The Force portal allows you to create, edit, subscribe to, and unsubscribe from your own whitelists. This feature is intended to help you manage your infrastructure and to maintain connections to third-party systems that you do not control.
It is common for a single IP address to host many websites or services. If one of those websites or services is compromised, that IP address might end up on one of our shunlists. You might be using a legitimate, non-compromised service hosted on that same IP address. By whitelisting that IP, you would continue to have access to the service you need to use. The risk that comes with the whitelist is that our services would no longer protect your network from the compromised portion hosted on that same IP address.

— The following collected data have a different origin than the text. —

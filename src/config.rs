use std::time::Duration;

use serde::Deserialize;
use thiserror::Error;

#[derive(Debug, Error)]
pub enum ConfigError {
    #[error("missing required environment variable {0}")]
    Missing(&'static str),
    #[error("invalid value for {name}: {value:?}")]
    Invalid { name: &'static str, value: String },
}

#[derive(Debug, Clone, Deserialize)]
pub struct JwtConfig {
    pub secret: String,
    pub issuer: String,
    pub audience: String,
}

#[derive(Debug, Clone, Deserialize)]
pub struct AppConfig {
    pub database_url: String,
    pub jwt: JwtConfig,
    pub host: String,
    pub port: u16,
    /// Hides raw error detail from response bodies when true.
    pub production: bool,
    pub store_timeout_secs: u64,
    pub db_max_connections: u32,
}

impl AppConfig {
    pub fn from_env() -> Result<Self, ConfigError> {
        Self::from_lookup(|name| std::env::var(name).ok())
    }

    /// Builds the config from an arbitrary variable source.
    pub fn from_lookup<F>(lookup: F) -> Result<Self, ConfigError>
    where
        F: Fn(&str) -> Option<String>,
    {
        let required = |name: &'static str| {
            lookup(name)
                .filter(|v| !v.trim().is_empty())
                .ok_or(ConfigError::Missing(name))
        };

        let database_url = required("DATABASE_URL")?;
        let jwt = JwtConfig {
            secret: required("JWT_SECRET")?,
            issuer: lookup("JWT_ISSUER").unwrap_or_else(|| "authkeep".into()),
            audience: lookup("JWT_AUDIENCE").unwrap_or_else(|| "authkeep-users".into()),
        };

        Ok(Self {
            database_url,
            jwt,
            host: lookup("APP_HOST").unwrap_or_else(|| "0.0.0.0".into()),
            port: parse_or(&lookup, "APP_PORT", 8080)?,
            production: lookup("APP_ENV")
                .map(|v| v.eq_ignore_ascii_case("production"))
                .unwrap_or(false),
            store_timeout_secs: parse_or(&lookup, "STORE_TIMEOUT_SECS", 5)?,
            db_max_connections: parse_or(&lookup, "DB_MAX_CONNECTIONS", 10)?,
        })
    }

    pub fn store_timeout(&self) -> Duration {
        Duration::from_secs(self.store_timeout_secs)
    }
}

fn parse_or<F, T>(lookup: &F, name: &'static str, default: T) -> Result<T, ConfigError>
where
    F: Fn(&str) -> Option<String>,
    T: std::str::FromStr,
{
    match lookup(name) {
        None => Ok(default),
        Some(value) => value
            .trim()
            .parse::<T>()
            .map_err(|_| ConfigError::Invalid { name, value }),
    }
}

#[cfg(test)]
mod tests {
    use super::*;
    use std::collections::HashMap;

    fn lookup_from(pairs: &[(&str, &str)]) -> impl Fn(&str) -> Option<String> {
        let map: HashMap<String, String> = pairs
            .iter()
            .map(|(k, v)| (k.to_string(), v.to_string()))
            .collect();
        move |name| map.get(name).cloned()
    }

    #[test]
    fn loads_defaults_when_only_required_vars_present() {
        let cfg = AppConfig::from_lookup(lookup_from(&[
            ("DATABASE_URL", "postgres://localhost/auth"),
            ("JWT_SECRET", "s3cret"),
        ]))
        .expect("config loads");
        assert_eq!(cfg.port, 8080);
        assert_eq!(cfg.host, "0.0.0.0");
        assert_eq!(cfg.jwt.issuer, "authkeep");
        assert_eq!(cfg.jwt.audience, "authkeep-users");
        assert!(!cfg.production);
        assert_eq!(cfg.store_timeout(), Duration::from_secs(5));
    }

    #[test]
    fn missing_secret_is_fatal() {
        let err = AppConfig::from_lookup(lookup_from(&[("DATABASE_URL", "postgres://x")]))
            .unwrap_err();
        assert!(matches!(err, ConfigError::Missing("JWT_SECRET")));
    }

    #[test]
    fn blank_database_url_is_fatal() {
        let err = AppConfig::from_lookup(lookup_from(&[
            ("DATABASE_URL", "  "),
            ("JWT_SECRET", "s"),
        ]))
        .unwrap_err();
        assert!(matches!(err, ConfigError::Missing("DATABASE_URL")));
    }

    #[test]
    fn bad_port_is_rejected() {
        let err = AppConfig::from_lookup(lookup_from(&[
            ("DATABASE_URL", "postgres://x"),
            ("JWT_SECRET", "s"),
            ("APP_PORT", "eighty"),
        ]))
        .unwrap_err();
        assert!(matches!(err, ConfigError::Invalid { name: "APP_PORT", .. }));
    }

    #[test]
    fn production_flag_is_case_insensitive() {
        let cfg = AppConfig::from_lookup(lookup_from(&[
            ("DATABASE_URL", "postgres://x"),
            ("JWT_SECRET", "s"),
            ("APP_ENV", "Production"),
        ]))
        .expect("config loads");
        assert!(cfg.production);
    }
}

You can whitelist individual IP addresses or ranges of addresses using CIDR notation. Force limits the CIDR range on whitelists to /15 (IPv4)1. This is done because, once whitelisted, our service will be unable to protect you from any IP address in the range you provided. We strongly recommend whitelisting the smallest possible range of addresses to allow your systems and applications to function correctly.
Provider whitelisting
We do not support or recommend whitelists for cloud service or web hosting providers. (E.g. Amazon, Google, Azure.) In addition to hosting their own services, these providers host a variety of systems that they do not directly manage, many of which are in turn managed by intermediaries for other third parties. Any security weakness along this chain can expose risk to your own network.
Risk Analysis
Network availability and threat shunning can come into conflict, requiring trade-offs to be made. If our services were to override your whitelist choices and shun addresses that were flagged as a threat, you might lose access to critical services. You might already be protected from that threat through other aspects of your network policy. Because we do not have full knowledge of your network configuration, we are not in a position to make the choice to override your whitelists. So, we choose to respect your whitelists. This is why we recommend limiting whitelisting only those addresses you deem critical to the functioning of your network.
Footnotes
1. An IPv4 CIDR of /15 contains 131,072 addresses. Each increment halves the number of addresses in the range. /32 is a single IP address.